How To Raise the Stakes in Your Story

Imagine a story where a secret agent is asked to find the kidnapped son of an intelligence official. An exciting scenario, right? But halfway into the story, we realize not only does our protagonist need to find the son, he needs to stop him from unintentionally unleashing a secretly-implanted supervirus. Ratchets up the tension, doesn’t it? As you probably guessed, I didn’t just make this up. This is the plot of 2002 classic sci-fi thriller, Ballistic: Ecks vs. Sever. But I use it only to show how important raising the stakes are to your story.

So, what do we mean when we say “Raise the stakes?” Stakes are something gained or lost in the character’s pursuit of a goal; they are potential consequences. This phrase comes from Dracula, where the raising of the “stake” to kill the head vampire was the climax of the story.

Think of stakes as “If…, then…” statements. If Ahab doesn’t kill Moby Dick, many people won’t have oil to burn their lanterns. If Gatsby doesn’t earn enough money, the poor won’t have anyone to aspire to. Or in my 2011 sci-fi thriller Naptime, if John Crater, after getting injected with an experimental serum, doesn’t get at least eight hours of sleep each night, his heart will stop.

There are three kinds of stakes: external stakes, internal stakes, and post-ternal stakes. Let’s take a glance at each one. External stakes refers to what’s happening in the world around your characters. Perhaps an asteroid the size of Nauru is headed toward the Earth or perhaps your character has a big test on obscure island nations that he needs to pass to graduate high school.

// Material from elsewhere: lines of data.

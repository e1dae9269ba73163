mod config;
mod error;
mod rate_limit;
mod retention;
mod routes;

use std::sync::Arc;

use config::AppConfig;
use routes::{app_router, AppState};

#[tokio::main]
async fn main() -> Result<(), Box<dyn std::error::Error>> {
    // Only load .env in development; production uses platform-native env injection.
    #[cfg(debug_assertions)]
    dotenvy::dotenv().ok();

    tracing_subscriber::fmt()
        .with_env_filter(
            tracing_subscriber::EnvFilter::from_default_env()
                .add_directive("inksync_api=info".parse().expect("valid directive"))
                .add_directive("inksync_core=info".parse().expect("valid directive")),
        )
        .init();

    let config = Arc::new(AppConfig::from_env()?);
    tracing::info!("Starting inksync-api with config: {:?}", config);

    let state = AppState::from_config(config).await?;
    let _sweep = retention::spawn_retention_sweep(
        state.engine.clone(),
        state.config.retention_sweep_interval,
    );

    let bind_addr = state.config.bind_addr.clone();
    let router = app_router(state);

    let listener = tokio::net::TcpListener::bind(&bind_addr).await?;
    tracing::info!("inksync-api listening on {}", bind_addr);
    axum::serve(listener, router).await?;
    Ok(())
}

Internal stakes are the emotional impacts of a success or failure. They are what fuels the character to pursue their goals. Revenge is a big one. As is love. In the Count of Monte Cristo, it’s the thought of living in a world where injustice isn’t resolved. In legendary Denver Broncos placekicker Jason Elam’s Monday Night Jihad, it’s giving up the sport you love to stop the terrorists from destroying America.

For the sake of brevity, I’ll just say that post-ternal stakes are the stakes for the reader if they don’t finish the story. Confusion, blue balls, or a dearth of knowledge regarding the dangers of radon are all common post-ternal stakes. If your reader isn’t experiencing anything like this after they stop reading your book, it’s most likely your stakes aren’t high enough.

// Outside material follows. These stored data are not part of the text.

//! Per-owner analytics aggregate
//!
//! An aggregate is the field-by-field union of every fact submitted for one
//! `(factType, ownerId)` pair. Each field keeps the value with the newest
//! client timestamp; equal timestamps are broken by the canonical JSON text
//! of the value so the merge result does not depend on arrival order.

use serde::{Deserialize, Serialize};
use serde_json::{Map, Value};
use std::cmp::Ordering;
use std::collections::BTreeMap;

use crate::error::{Error, Result};

/// Payload field naming the fact type; never merged as data.
pub const FACT_TYPE_FIELD: &str = "factType";

/// One merged field and the client time it was captured at
#[derive(Debug, Clone, PartialEq, Eq, Serialize, Deserialize)]
#[serde(rename_all = "camelCase")]
pub struct FieldEntry {
    pub value: Value,
    pub client_timestamp: i64,
}

impl FieldEntry {
    fn precedence(&self, other: &Self) -> Ordering {
        self.client_timestamp
            .cmp(&other.client_timestamp)
            .then_with(|| self.value.to_string().cmp(&other.value.to_string()))
    }
}

/// Stored form of a mergeable aggregate
#[derive(Debug, Clone, PartialEq, Eq, Serialize, Deserialize)]
#[serde(rename_all = "camelCase")]
pub struct AggregateState {
    pub fact_type: String,
    pub owner_id: String,
    #[serde(default)]
    pub fields: BTreeMap<String, FieldEntry>,
}

impl AggregateState {
    pub fn new(fact_type: impl Into<String>, owner_id: impl Into<String>) -> Self {
        Self {
            fact_type: fact_type.into(),
            owner_id: owner_id.into(),
            fields: BTreeMap::new(),
        }
    }

    /// Storage id of the aggregate for a fact type and owner.
    ///
    /// The fact type is length-prefixed so that no two `(factType, ownerId)`
    /// pairs share an id, even when either part contains `:`.
    pub fn storage_id(fact_type: &str, owner_id: &str) -> String {
        format!("{}:{fact_type}:{owner_id}", fact_type.len())
    }

    pub fn from_payload(payload: &Value) -> Result<Self> {
        serde_json::from_value(payload.clone()).map_err(Error::from)
    }

    /// Decode a stored aggregate and check it belongs to the given key.
    pub fn load_for(payload: &Value, fact_type: &str, owner_id: &str) -> Result<Self> {
        let state = Self::from_payload(payload)?;
        if state.fact_type != fact_type || state.owner_id != owner_id {
            return Err(Error::store(format!(
                "aggregate stored under {} belongs to ({}, {})",
                Self::storage_id(fact_type, owner_id),
                state.fact_type,
                state.owner_id
            )));
        }
        Ok(state)
    }

    pub fn to_payload(&self) -> Result<Value> {
        serde_json::to_value(self).map_err(Error::from)
    }

    /// Merge one fact's fields captured at `client_timestamp`.
    ///
    /// Returns whether any field changed.
    pub fn merge_fields(&mut self, fields: &Map<String, Value>, client_timestamp: i64) -> bool {
        let mut changed = false;
        for (name, value) in fields {
            if name == FACT_TYPE_FIELD {
                continue;
            }
            changed |= self.merge_entry(
                name,
                FieldEntry {
                    value: value.clone(),
                    client_timestamp,
                },
            );
        }
        changed
    }

    /// Merge another aggregate for the same key into this one.
    pub fn merge(&mut self, other: &Self) -> bool {
        let mut changed = false;
        for (name, entry) in &other.fields {
            changed |= self.merge_entry(name, entry.clone());
        }
        changed
    }

    fn merge_entry(&mut self, name: &str, candidate: FieldEntry) -> bool {
        match self.fields.get_mut(name) {
            Some(existing) => {
                if candidate.precedence(existing) == Ordering::Greater {
                    *existing = candidate;
                    true
                } else {
                    false
                }
            }
            None => {
                self.fields.insert(name.to_string(), candidate);
                true
            }
        }
    }
}

/// Read the fact type from a submitted payload.
pub fn fact_type_of(payload: &Value) -> Result<(&str, &Map<String, Value>)> {
    let fields = payload
        .as_object()
        .ok_or_else(|| Error::invalid_payload("analytics payload must be an object"))?;
    let fact_type = fields
        .get(FACT_TYPE_FIELD)
        .and_then(Value::as_str)
        .map(str::trim)
        .filter(|fact_type| !fact_type.is_empty())
        .ok_or_else(|| Error::invalid_payload("analytics payload is missing `factType`"))?;
    Ok((fact_type, fields))
}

Here are a few steps you can take to ensure you’re raising the stakes correctly.

Step One: Add a Ticking Clock

A lot of people ask me, John, how can I raise the stakes in my writing. Well, you can always start by adding a ticking clock. Your character doesn’t have to be aware of a time limit but your reader should be. There should be some time frame in which the character needs to achieve their goal. It doesn’t have to be a clock, obviously. You could use an egg timer, a stopwatch, an hourglass, a Chippendales calendar, a sundial, a marine chronometer, or the photon absorption by transitions between the two hyperfine ground states of caesium-133 atoms 

Or find other ways to indicate a time limit. If you’re writing a thriller, trap your characters in a place where, if they don’t leave soon, they’ll never make it out alive. Like Baltimore.

Step Two: Combine internal and external stakes

Create scenarios in which your character has stakes in multiple-levels. In the Lord of the Rings, the external stakes for Frodo is that if he doesn’t destroy the ring, all of Middle Earth will fall into darkness. But on a personal level, if he doesn’t set off on this quest, people will realize how gay he is.

To give another example, if your character is trying to defuse a bomb in an elementary school, maybe focus on the guilt they still feel about all those bombs they made in their young and wild years.  

Step Three: Proportionality matters

Not all books need to escalate to world-ending stakes. It should escalate in proportion with your characters and the goals you’ve set up for them. If it’s a coming of age story set in a small town, you could go with this: If we don’t raise enough money, they’re going to tear down this teen rec center and turn it into a wildlife refuge. In one short story I wrote called “Action News” the stakes were simply whether or not an all-male local news broadcast team would have good ratings.

Step Four: Don’t forget about positive consequences

So far, we’ve focused on negative consequences, what a character risks losing. But we can’t forget why we want our reader to root for our characters. Getting laid is a great option. As readers, your audience is likely undesirable and sexually dormant and therefore rely on books for satisfaction.

Step Five: Create moral no-win scenarios

These are some of the most compelling scenarios in all of fiction. Put your characters in awkward situations where, no matter what they chose, something bad will happen. You could write about a New York City cop who’s torn between maintaining a vibrant, diverse community with lots of great authentic ethnic cuisines and terrorizing minorities like all his experience and training has told him to. Or you could do something like Batman, where he has to decide whether or not keeping the streets of Gotham safe justifies brainwashing and sexually enslaving a young man to help him do it.